And so I think in some sense it’s interesting because, and we can talk about this or not, but it’s the same way people have been arguing about interpreting the Bible for centuries. There are camps that fight about how to read the words of holy text that map almost perfectly onto the fight that we have about interpretive methodology in the Constitution. And it’s just this age-old fight about how much do you get to import subjective meaning into language and how much are you living under the dead hand of the person who wrote it? And that’s the spectrum into which originalism falls.
Preet Bharara:
Yeah. So as you pointed out, our Constitution is a few pages long. It’s not 100,000 pages long. So there has to be some generality in the language used. cruel and unusual punishment. The right to keep and bear arms. Doesn’t that necessarily mean, then we’ll get to originalism in a second, doesn’t that necessarily mean that the founders intended for there to be future bodies, tribunals, supreme courts, and other judicial bodies to determine what falls within the ambit of that language and what doesn’t. They were literally leaving it to other people to give more content and specificity to that language? Is that fair?
Dahlia Lithwick:
Completely fair. And don’t forget, this was not a weeks, months, years long enterprise, right? This was like one sweaty run at it by a bunch of people who are all very grumpy and angry and this was their best effort to paste together language. Nobody at the time of the framing would’ve taken the position that every word selected that went into the document was the perfect language. It was understood that this was a series of battles and compromises and efforts to, in a very, very haphazard way, get down some back of the napkin ideas with the understanding, as you say, that as history went on, meanings would change and generations would read them differently. So unlike the Bible, which is ostensibly written by the hand of God and every word is perfect, nobody thinks, I don’t think, except originalists, that every single word of the text was precious and unerring and sealed in amber.
Preet Bharara:
So rather than first ask you what the doctrine of originalism is, I want to ask you about its origin.
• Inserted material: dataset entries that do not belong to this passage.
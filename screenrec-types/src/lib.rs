//! Shared types for screenrec.
//!
//! Plain value types used by both the recording core and the CLI, plus
//! log-directory resolution.

pub mod logging;
pub mod types;

pub use types::{
    AspectMode, Codec, DisplayInfo, FrameRate, Geometry, RecordingState, ScaleFactor,
};
//! URL sanitization and the table of URL-bearing HTML attributes.

use crate::filter::UrlTransform;
use std::rc::Rc;

const SAFE_PROTOCOLS: [&str; 6] = ["http", "https", "irc", "ircs", "mailto", "xmpp"];

/// Sanitize a URL for use in an HTML attribute.
///
/// Relative URLs and URLs with a safe protocol pass through unchanged;
/// anything else (`javascript:`, `data:`, ...) is neutralized to the empty
/// string. A `:` that appears after the first `?`, `#`, or `/` is part of the
/// path, query, or fragment rather than a protocol.
pub fn sanitize_url(value: &str) -> String {
    let Some(colon) = value.find(':') else {
        return value.to_string();
    };

    for stop in ['?', '#', '/'] {
        if let Some(position) = value.find(stop) {
            if colon > position {
                return value.to_string();
            }
        }
    }

    let protocol = &value[..colon];
    if SAFE_PROTOCOLS
        .iter()
        .any(|safe| protocol.eq_ignore_ascii_case(safe))
    {
        value.to_string()
    } else {
        String::new()
    }
}

/// The default URL transform applied to every URL-bearing attribute.
pub fn default_url_transform() -> UrlTransform {
    Rc::new(|url, _key, _element| sanitize_url(url))
}

/// HTML attributes that carry URLs, and the tags they carry them on.
///
/// `None` means the attribute is URL-bearing on every element (`itemid`).
pub const URL_ATTRIBUTES: &[(&str, Option<&[&str]>)] = &[
    ("action", Some(&["form"])),
    ("cite", Some(&["blockquote", "del", "ins", "q"])),
    ("data", Some(&["object"])),
    ("formaction", Some(&["button", "input"])),
    ("href", Some(&["a", "area", "base", "link"])),
    ("icon", Some(&["menuitem"])),
    ("itemid", None),
    ("manifest", Some(&["html"])),
    ("ping", Some(&["a", "area"])),
    ("poster", Some(&["video"])),
    (
        "src",
        Some(&[
            "audio", "embed", "iframe", "img", "input", "script", "source", "track", "video",
        ]),
    ),
];

#[cfg(test)]
mod tests {
    use super::sanitize_url;

    #[test]
    fn relative_urls_pass_through() {
        assert_eq!(sanitize_url("/relative/path"), "/relative/path");
        assert_eq!(sanitize_url("page.html"), "page.html");
        assert_eq!(sanitize_url(""), "");
    }

    #[test]
    fn colon_after_path_query_or_fragment_is_not_a_protocol() {
        assert_eq!(sanitize_url("/a:b"), "/a:b");
        assert_eq!(sanitize_url("?q=a:b"), "?q=a:b");
        assert_eq!(sanitize_url("#a:b"), "#a:b");
        assert_eq!(sanitize_url("./5:30.html"), "./5:30.html");
    }

    #[test]
    fn safe_protocols_pass_through() {
        assert_eq!(sanitize_url("https://example.com"), "https://example.com");
        assert_eq!(sanitize_url("HTTP://example.com"), "HTTP://example.com");
        assert_eq!(sanitize_url("mailto:a@b.com"), "mailto:a@b.com");
        assert_eq!(sanitize_url("irc://irc.example/chan"), "irc://irc.example/chan");
        assert_eq!(sanitize_url("xmpp:user@host"), "xmpp:user@host");
    }

    #[test]
    fn unsafe_protocols_are_neutralized() {
        assert_eq!(sanitize_url("javascript:alert(1)"), "");
        assert_eq!(sanitize_url("JaVaScRiPt:alert(1)"), "");
        assert_eq!(sanitize_url("data:text/html,<b>x</b>"), "");
        assert_eq!(sanitize_url("vbscript:msgbox"), "");
    }
}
So by its terms, originalism most simply is an interpretive method where justices are supposed to use the original meaning of the words that were written, in that fashion as you described, at the founding. So am I correct that originalism, as a doctrine, also began with the founding and with the first Supreme Court decisions after the Constitution was ratified?
Dahlia Lithwick:
No, that’s why this is comedy gold, Preet.
Preet Bharara:
Wait a minute, what are you talking about? Originalism wasn’t the original? This is news to me.
Dahlia Lithwick:
This is audio Bambi eyes for your listeners. Preet is batting his eyelashes at you in sound. No, listen, I think one of the things that we said in this originalism package that we did, and I want to be clear-
Preet Bharara:
Okay, so maybe it wasn’t at the beginning, but 1800?
Dahlia Lithwick:
No.
Preet Bharara:
Originalism. Okay, wait, wait, I’m going to try again. I’m going to try again. 1825?
Dahlia Lithwick:
No.
Preet Bharara:
Okay. All right. Originalism certainly became a doctrine in the 1800s, right?
Dahlia Lithwick:
I’m going to commit to the bit because I can’t fight you. No, no.
Preet Bharara:
Okay. When did originalism come about and come into vogue?
Dahlia Lithwick:
Okay, now can I say my joke?
Preet Bharara:
Yes.
Dahlia Lithwick:
You have pants that are older than originalism. Originalism comes into vogue in the 19, at the earliest, flicks it in the 1970s and then in the 1980s and 90s. This is not a thing that goes… Originalism is not originalist. It is not a thing that goes back to the founding. It is not a thing that goes back to the reconstruction amendments. Throughout history, judges had a whole panoply of interpretative methods that they would pick and choose from. And it didn’t really come into vogue until the 80s and 90s. And it comes-
Preet Bharara:
Of the 1980s and 90s? Not the 1780s and 90s.
Dahlia Lithwick:
Yes.
Preet Bharara:
Can you explain, I’m going to let you mouth off about this at great length, don’t worry, but can you explain how it can be that conservative justices adhere to a doctrine of interpretation about which there is no history and tradition dating back to the founding when that is in some ways the very essence of their theory?
Dahlia Lithwick:
I think because this is not a theory, it’s not even a methodology. I’m going to go so far as to say it’s a religion. And it is a kind of ideology that gets imported into modern discourse as though it has existed forever. And because it has this patina of, “Oh, we are reverting back to the way things were,” the way you do that is you pretend that it has ever been thus. But there was no, you know this as well as I do, if you go back and you read Marshall Court opinions, there’s not a, we have to stick to the text in history and anything that strays from the text in history or nothing.
Preet Bharara:
You mean John Marshall, not Thurgood Marshall?
Dahlia Lithwick:
Yes, yes, yes. That unless there is a direct historical analog to some law, it is by definition unconstitutional. Right? That’s the animating theory of Bruen, the gun case from 2022. That’s just not an idea that existed at the time. And I think it’s really important. I’m going to say again because it’s the same trick you use with religious text, which is to say it has ever been interpreted thus, and you keep saying that over and over until people start to scratch their heads and say, “I guess originalism is originalist.” And it’s not. And I think that the idea that it is brand new is something that you and I and everyone else needs to keep reminding listeners because it’s got that fake aginess vibe that makes it seem authentic.
Preet Bharara:
Like the major questions doctrine, which we don’t have time to get into.
Dahlia Lithwick:
Also, not originalists.
Preet Bharara:
Can I ask you to do the following? Could you present, in the light as favorable as possible to the originalists, what they would say their decent doctrine of interpretation is?
Dahlia Lithwick:
I think that the light most favorable to originalists is, and this really does come from people like Robert Bork and Antonin Scalia, and I want to say people who took history seriously, and I think we credit them with that. And they were reacting, not so much to a problem of constitutional interpretation, they were reacting to a Warren Court that they felt was totally untethered from any methodology. So they were trying to come up with a theory of constraint.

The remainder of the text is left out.